▶ **EXERCISE INSTRUCTIONS**
Up to and including the line containing "use chrono::NaiveDate;", please reproduce the lines of the listing below, starting from the top.
•••••
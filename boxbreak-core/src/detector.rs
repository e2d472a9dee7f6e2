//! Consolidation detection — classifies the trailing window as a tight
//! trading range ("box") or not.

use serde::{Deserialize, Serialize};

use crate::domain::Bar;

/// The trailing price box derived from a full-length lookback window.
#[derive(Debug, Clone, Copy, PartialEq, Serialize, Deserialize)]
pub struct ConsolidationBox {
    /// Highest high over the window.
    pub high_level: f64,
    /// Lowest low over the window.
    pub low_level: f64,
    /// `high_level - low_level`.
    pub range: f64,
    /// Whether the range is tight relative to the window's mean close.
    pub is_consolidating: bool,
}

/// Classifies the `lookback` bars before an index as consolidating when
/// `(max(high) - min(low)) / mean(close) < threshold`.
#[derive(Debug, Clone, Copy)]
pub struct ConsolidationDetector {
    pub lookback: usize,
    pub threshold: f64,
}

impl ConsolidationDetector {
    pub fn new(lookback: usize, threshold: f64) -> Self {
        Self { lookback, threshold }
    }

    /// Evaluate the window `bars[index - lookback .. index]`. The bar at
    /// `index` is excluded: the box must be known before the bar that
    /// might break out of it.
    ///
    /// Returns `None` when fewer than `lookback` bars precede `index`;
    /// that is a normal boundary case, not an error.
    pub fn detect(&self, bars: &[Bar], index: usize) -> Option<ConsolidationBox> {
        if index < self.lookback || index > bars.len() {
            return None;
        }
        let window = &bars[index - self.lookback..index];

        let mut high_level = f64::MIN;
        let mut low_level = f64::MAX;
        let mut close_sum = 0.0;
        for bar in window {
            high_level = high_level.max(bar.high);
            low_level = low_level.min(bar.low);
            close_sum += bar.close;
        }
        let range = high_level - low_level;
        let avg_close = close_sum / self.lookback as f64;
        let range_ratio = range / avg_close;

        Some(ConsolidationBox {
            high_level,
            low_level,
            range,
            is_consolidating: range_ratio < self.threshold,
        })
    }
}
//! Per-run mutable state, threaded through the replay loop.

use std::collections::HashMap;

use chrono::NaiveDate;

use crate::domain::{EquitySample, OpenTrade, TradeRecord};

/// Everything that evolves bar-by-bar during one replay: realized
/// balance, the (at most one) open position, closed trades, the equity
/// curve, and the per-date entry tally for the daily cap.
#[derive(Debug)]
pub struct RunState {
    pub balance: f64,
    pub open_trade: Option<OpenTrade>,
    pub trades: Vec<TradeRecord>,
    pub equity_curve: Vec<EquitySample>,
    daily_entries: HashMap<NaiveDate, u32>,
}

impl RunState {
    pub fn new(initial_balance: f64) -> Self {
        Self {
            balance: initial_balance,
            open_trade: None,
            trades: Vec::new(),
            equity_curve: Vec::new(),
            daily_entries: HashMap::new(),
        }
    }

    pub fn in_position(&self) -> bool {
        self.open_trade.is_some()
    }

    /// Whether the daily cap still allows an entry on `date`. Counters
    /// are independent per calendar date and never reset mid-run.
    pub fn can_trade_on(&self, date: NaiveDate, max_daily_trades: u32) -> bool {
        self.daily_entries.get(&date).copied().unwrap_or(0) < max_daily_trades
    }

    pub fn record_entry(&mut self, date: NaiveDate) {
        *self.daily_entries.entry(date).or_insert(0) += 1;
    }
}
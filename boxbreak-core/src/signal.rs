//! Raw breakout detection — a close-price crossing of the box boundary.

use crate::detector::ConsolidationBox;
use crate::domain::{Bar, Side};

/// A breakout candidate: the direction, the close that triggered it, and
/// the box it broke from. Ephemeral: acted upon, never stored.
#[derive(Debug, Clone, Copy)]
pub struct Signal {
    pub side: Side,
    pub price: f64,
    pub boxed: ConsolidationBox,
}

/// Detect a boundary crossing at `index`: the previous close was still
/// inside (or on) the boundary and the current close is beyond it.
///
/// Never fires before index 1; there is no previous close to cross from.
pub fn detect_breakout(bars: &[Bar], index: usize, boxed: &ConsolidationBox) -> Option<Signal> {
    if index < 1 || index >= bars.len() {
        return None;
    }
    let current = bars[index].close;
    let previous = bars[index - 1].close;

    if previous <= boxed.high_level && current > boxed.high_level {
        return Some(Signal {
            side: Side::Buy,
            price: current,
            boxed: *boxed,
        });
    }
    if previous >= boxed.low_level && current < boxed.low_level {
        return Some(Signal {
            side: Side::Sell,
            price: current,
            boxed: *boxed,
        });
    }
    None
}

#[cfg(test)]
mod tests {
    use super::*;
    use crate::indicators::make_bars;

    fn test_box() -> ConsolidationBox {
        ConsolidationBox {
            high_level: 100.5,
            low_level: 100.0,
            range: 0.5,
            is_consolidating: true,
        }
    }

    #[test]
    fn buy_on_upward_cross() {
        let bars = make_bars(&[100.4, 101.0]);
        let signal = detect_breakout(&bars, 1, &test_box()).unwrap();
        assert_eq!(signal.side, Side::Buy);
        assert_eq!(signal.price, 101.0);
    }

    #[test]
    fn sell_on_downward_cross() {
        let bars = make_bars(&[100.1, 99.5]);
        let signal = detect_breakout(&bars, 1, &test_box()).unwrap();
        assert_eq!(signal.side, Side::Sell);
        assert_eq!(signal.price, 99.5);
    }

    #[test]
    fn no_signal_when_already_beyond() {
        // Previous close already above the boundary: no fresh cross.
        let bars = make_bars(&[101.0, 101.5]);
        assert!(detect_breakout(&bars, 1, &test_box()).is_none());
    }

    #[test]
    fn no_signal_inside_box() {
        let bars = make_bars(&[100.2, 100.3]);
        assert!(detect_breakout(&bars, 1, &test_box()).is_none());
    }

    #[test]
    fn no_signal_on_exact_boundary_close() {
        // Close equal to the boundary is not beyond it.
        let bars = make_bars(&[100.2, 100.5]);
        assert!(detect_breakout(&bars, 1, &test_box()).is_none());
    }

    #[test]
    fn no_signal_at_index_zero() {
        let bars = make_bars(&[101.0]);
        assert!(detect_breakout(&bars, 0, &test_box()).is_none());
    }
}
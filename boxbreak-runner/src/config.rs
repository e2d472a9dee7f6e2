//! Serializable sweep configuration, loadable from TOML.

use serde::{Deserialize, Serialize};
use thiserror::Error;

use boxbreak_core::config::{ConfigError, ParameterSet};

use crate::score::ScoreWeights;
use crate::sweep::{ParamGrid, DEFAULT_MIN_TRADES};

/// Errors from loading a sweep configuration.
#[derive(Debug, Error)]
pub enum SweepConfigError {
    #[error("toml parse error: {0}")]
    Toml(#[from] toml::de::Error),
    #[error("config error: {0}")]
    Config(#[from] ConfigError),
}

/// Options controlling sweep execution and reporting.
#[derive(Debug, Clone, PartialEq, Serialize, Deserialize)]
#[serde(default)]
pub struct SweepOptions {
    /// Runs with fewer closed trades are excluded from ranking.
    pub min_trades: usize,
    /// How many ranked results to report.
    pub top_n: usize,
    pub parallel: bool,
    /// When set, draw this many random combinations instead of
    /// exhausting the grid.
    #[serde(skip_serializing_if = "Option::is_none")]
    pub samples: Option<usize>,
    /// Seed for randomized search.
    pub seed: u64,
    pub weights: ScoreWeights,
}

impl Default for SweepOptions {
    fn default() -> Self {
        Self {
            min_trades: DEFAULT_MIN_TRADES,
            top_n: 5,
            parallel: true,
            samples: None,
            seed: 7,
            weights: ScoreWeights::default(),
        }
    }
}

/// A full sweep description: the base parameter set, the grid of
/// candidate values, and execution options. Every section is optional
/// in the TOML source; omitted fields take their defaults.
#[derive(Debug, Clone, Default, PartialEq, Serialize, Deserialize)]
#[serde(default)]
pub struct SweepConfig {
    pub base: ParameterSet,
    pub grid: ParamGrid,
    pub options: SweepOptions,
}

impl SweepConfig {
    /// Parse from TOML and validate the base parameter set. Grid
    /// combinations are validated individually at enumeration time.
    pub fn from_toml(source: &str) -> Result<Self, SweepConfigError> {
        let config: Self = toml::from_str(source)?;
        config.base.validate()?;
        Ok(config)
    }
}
•••••
▶ **OUTPUT BELOW**
filename boxbreak-core/src/detector.rs
repository e2d472a9dee7f6e2
//! Consolidation detection — classifies the trailing window as a tight
//! trading range ("box") or not.

use serde::{Deserialize, Serialize};

use crate::domain::Bar;

/// The trailing price box derived from a full-length lookback window.
#[derive(Debug, Clone, Copy, PartialEq, Serialize, Deserialize)]
pub struct ConsolidationBox {
    /// Highest high over the window.
    pub high_level: f64,
    /// Lowest low over the window.
    pub low_level: f64,
    /// `high_level - low_level`.
    pub range: f64,
    /// Whether the range is tight relative to the window's mean close.
    pub is_consolidating: bool,
}

/// Classifies the `lookback` bars before an index as consolidating when
/// `(max(high) - min(low)) / mean(close) < threshold`.
#[derive(Debug, Clone, Copy)]
pub struct ConsolidationDetector {
    pub lookback: usize,
    pub threshold: f64,
}

impl ConsolidationDetector {
    pub fn new(lookback: usize, threshold: f64) -> Self {
        Self { lookback, threshold }
    }

    /// Evaluate the window `bars[index - lookback .. index]`. The bar at
    /// `index` is excluded: the box must be known before the bar that
    /// might break out of it.
    ///
    /// Returns `None` when fewer than `lookback` bars precede `index`;
    /// that is a normal boundary case, not an error.
    pub fn detect(&self, bars: &[Bar], index: usize) -> Option<ConsolidationBox> {
        if index < self.lookback || index > bars.len() {
            return None;
        }
        let window = &bars[index - self.lookback..index];

        let mut high_level = f64::MIN;
        let mut low_level = f64::MAX;
        let mut close_sum = 0.0;
        for bar in window {
            high_level = high_level.max(bar.high);
            low_level = low_level.min(bar.low);
            close_sum += bar.close;
        }
        let range = high_level - low_level;
        let avg_close = close_sum / self.lookback as f64;
        let range_ratio = range / avg_close;

        Some(ConsolidationBox {
            high_level,
            low_level,
            range,
            is_consolidating: range_ratio < self.threshold,
        })
    }
}
//! Per-run mutable state, threaded through the replay loop.

use std::collections::HashMap;

use chrono::NaiveDate;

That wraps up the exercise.